Pada 1 Juni lalu, Pertamina menaikkan harga avtur (bahan bakar pesawat bermesin jet) dan avgas (bahan bakar pesawat berteknologi baling-baling). Avtur naik dari Rp 2.574 menjadi Rp. 3.014 per liter, sedangkan Avgas dari Rp 5.467 menjadi Rp 5.808 per liter. Kenaikan ini tak lepas dari harga minyak mentah di pasar dunia, yang fly sampai di atas US$ 40 per barel. Ini kenaikan tertinggi selama 20 tahun terakhir. Karena avtur dan avgas tergolong BBM tak bersubsidi, kenaikan harganya tak bisa ditindas.
Dalam persaingan bisnis penerbangan yang superketat seperti sekarang, kenaikan harga bak simalakama.
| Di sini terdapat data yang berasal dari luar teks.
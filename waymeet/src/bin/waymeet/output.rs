use anyhow::Result;
use clap::ValueEnum;
use colored::Colorize;
use comfy_table::{Attribute, Cell, Color as TableColor, Table};
use serde::Serialize;
use std::io::Write;

use crate::theme::{BULLET, ERROR, INFO, PALETTE, PROGRESS, SUCCESS, WARNING};

/// Output format options for CLI commands
#[derive(Clone, Debug, ValueEnum, Default, PartialEq)]
pub enum OutputFormat {
    /// Formatted table output (default)
    #[default]
    Table,
    /// JSON output for scripting
    Json,
    /// Compact single-line output
    Compact,
}

/// Global CLI options that affect output and behavior
#[derive(Clone, Debug, Default)]
pub struct GlobalOptions {
    pub output_format: OutputFormat,
    pub quiet: bool,
    pub no_color: bool,
}

/// Data that can be rendered as a table or a single line
pub trait TableDisplay {
    fn to_table(&self, options: &GlobalOptions) -> Table;
    fn to_compact(&self) -> String;
}

/// Output manager handles formatting and display
pub struct OutputManager {
    pub options: GlobalOptions,
}

impl OutputManager {
    pub fn new(options: GlobalOptions) -> Self {
        Self { options }
    }

    fn is_json(&self) -> bool {
        matches!(self.options.output_format, OutputFormat::Json)
    }

    /// Display data according to the configured output format
    pub fn display<T>(&self, data: &T) -> Result<()>
    where
        T: Serialize + TableDisplay,
    {
        if self.options.quiet {
            return Ok(());
        }

        match self.options.output_format {
            OutputFormat::Json => {
                let json = serde_json::to_string_pretty(data)?;
                println!("{json}");
            }
            OutputFormat::Table => {
                let table = data.to_table(&self.options);
                println!("{table}");
            }
            OutputFormat::Compact => {
                println!("{}", data.to_compact());
            }
        }
        Ok(())
    }

    /// Display a success message with color and icon
    pub fn success(&self, message: &str) {
        if self.options.quiet || self.is_json() {
            return;
        }
        let output = SUCCESS.line(message, self.options.no_color);
        println!("{output}");
    }

    /// Display an error message with color and icon
    pub fn error(&self, message: &str) {
        let output = ERROR.line(message, self.options.no_color);
        eprintln!("{output}");
    }

    /// Display a warning message
    pub fn warning(&self, message: &str) {
        if self.options.quiet || self.is_json() {
            return;
        }
        let output = WARNING.line(message, self.options.no_color);
        println!("{output}");
    }

    /// Display info message with color and icon
    pub fn info(&self, message: &str) {
        if self.options.quiet || self.is_json() {
            return;
        }
        let output = INFO.line(message, self.options.no_color);
        println!("{output}");
    }

    /// Display a heading
    pub fn heading(&self, text: &str) {
        if self.options.quiet || self.is_json() {
            return;
        }
        let output = if self.options.no_color {
            format!("\n{text}\n{}", "=".repeat(text.chars().count()))
        } else {
            format!("\n{}", text.color(PALETTE.title).bold())
        };
        println!("{output}");
    }

    /// Display a key-value pair
    pub fn key_value(&self, key: &str, value: &str) {
        if self.options.quiet || self.is_json() {
            return;
        }
        let output = if self.options.no_color {
            format!("{key}: {value}")
        } else {
            format!("{}: {}", key.color(PALETTE.key).bold(), value.color(PALETTE.value))
        };
        println!("{output}");
    }

    /// Display a bullet list item
    pub fn bullet(&self, text: &str) {
        if self.options.quiet || self.is_json() {
            return;
        }
        let output = format!("  {} {text}", BULLET.mark(self.options.no_color));
        println!("{output}");
    }

    /// Display progress indicator
    pub fn progress(&self, message: &str) {
        if self.options.quiet || self.is_json() {
            return;
        }

        let output = PROGRESS.line(&format!("{message}..."), self.options.no_color);

        print!("\r{output}");
        std::io::stdout().flush().ok();
    }

    /// Clear the current line (useful after progress indicators)
    pub fn clear_line(&self) {
        if self.options.quiet || self.is_json() {
            return;
        }

        print!("\r{}", " ".repeat(80));
        print!("\r");
        std::io::stdout().flush().ok();
    }
}

/// Themed table with the given header row.
pub fn themed_table(options: &GlobalOptions, headers: &[&str]) -> Table {
    let mut table = Table::new();

    if options.no_color {
        table.load_preset(comfy_table::presets::ASCII_FULL);
    } else {
        table.load_preset(comfy_table::presets::UTF8_FULL_CONDENSED);
    }

    let header_cells: Vec<Cell> = headers
        .iter()
        .map(|h| {
            let cell = Cell::new(h).add_attribute(Attribute::Bold);
            if options.no_color { cell } else { cell.fg(TableColor::Cyan) }
        })
        .collect();
    table.set_header(header_cells);
    table
}

/// Two-column field/value table.
pub fn detail_table(options: &GlobalOptions, rows: &[(&str, String)]) -> Table {
    let mut table = themed_table(options, &["Field", "Value"]);
    for (field, value) in rows {
        table.add_row(vec![Cell::new(field).add_attribute(Attribute::Bold), Cell::new(value)]);
    }
    table
}

#[cfg(test)]
mod tests {
    use super::*;

    #[derive(Serialize)]
    struct TestData {
        name: String,
        value: i32,
    }

    impl TableDisplay for TestData {
        fn to_table(&self, options: &GlobalOptions) -> Table {
            detail_table(options, &[("Name", self.name.clone()), ("Value", self.value.to_string())])
        }

        fn to_compact(&self) -> String {
            format!("{}={}", self.name, self.value)
        }
    }

    fn data() -> TestData {
        TestData {
            name: "test".to_string(),
            value: 42,
        }
    }

    #[test]
    fn test_output_manager_json() {
        let options = GlobalOptions {
            output_format: OutputFormat::Json,
            ..Default::default()
        };
        let manager = OutputManager::new(options);
        assert!(manager.display(&data()).is_ok());
    }

    #[test]
    fn test_output_manager_quiet() {
        let options = GlobalOptions {
            quiet: true,
            ..Default::default()
        };
        let manager = OutputManager::new(options);
        assert!(manager.display(&data()).is_ok());
    }

    #[test]
    fn test_detail_table_has_rows() {
        let options = GlobalOptions {
            no_color: true,
            ..Default::default()
        };
        let rendered = data().to_table(&options).to_string();
        assert!(rendered.contains("Name"));
        assert!(rendered.contains("42"));
    }
}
Maklumlah, kini ada 27 perusahaan yang bertarung di udara. Jika harga tak dinaikkan, maskapai penerbangan bisa "patah sayap". Sebaliknya, jika kelewat tinggi mengerek harga, maskapai harus bersiap-siap melihat pesawatnya kosong melompong ditinggalkan penumpang.
Tak aneh jika maskapai nasional saling mengintip sebelum menaikkan harga. "Mereka takut kehilangan permintaan," kata Teuku Burhanuddin, Sekretaris Jenderal Asosiasi Perusahaan Penerbangan Indonesia (INACA). Tiga pemain besar di angkasa Nusantara, Garuda, Merpati, dan Lion Air, terlihat sangat berhati-hati menghadapi dilema ini. Padahal sumbangan BBM dalam ongkos produksi perusahaan penerbangan mencapai 30-35 persen dari total biaya produksi.
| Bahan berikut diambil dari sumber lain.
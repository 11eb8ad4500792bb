#![allow(dead_code)]

use waymeet::Patch;

#[derive(Patch)]
enum Mode {
    On,
    Off,
}

fn main() {}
Merpati bisa disebut paling berani melakukan langkah tidak populer ini. Sejak 22 Mei lalu, perusahaan penerbangan yang dimiliki pemerintah itu menaikkan tarif 10-15 persen untuk rute-rute dari dan menuju Jakarta. Untuk rute lain, Merpati menyatakan masih akan melihat perkembangan harga minyak.
Sikap wait and see juga dipasang Garuda. Untuk rute-rute domestik, Direktur Niaga Garuda, Bahrul Hakim, menyatakan bahwa harga yang dipasang Garuda akan mengikuti permintaan pasar. "Kita punya mekanisme yang menyesuaikan tarif dengan permintaan," katanya. Untuk rute internasional, pilihan yang diambil Garuda lebih jelas. Dari 24 rute internasional yang diterbangi Garuda, hanya rute Australia-Jakarta dan Selandia Baru-Jakarta yang dikenai biaya tambahan (surcharge), masing-masing Aus$ 15 dan NZ$ 12.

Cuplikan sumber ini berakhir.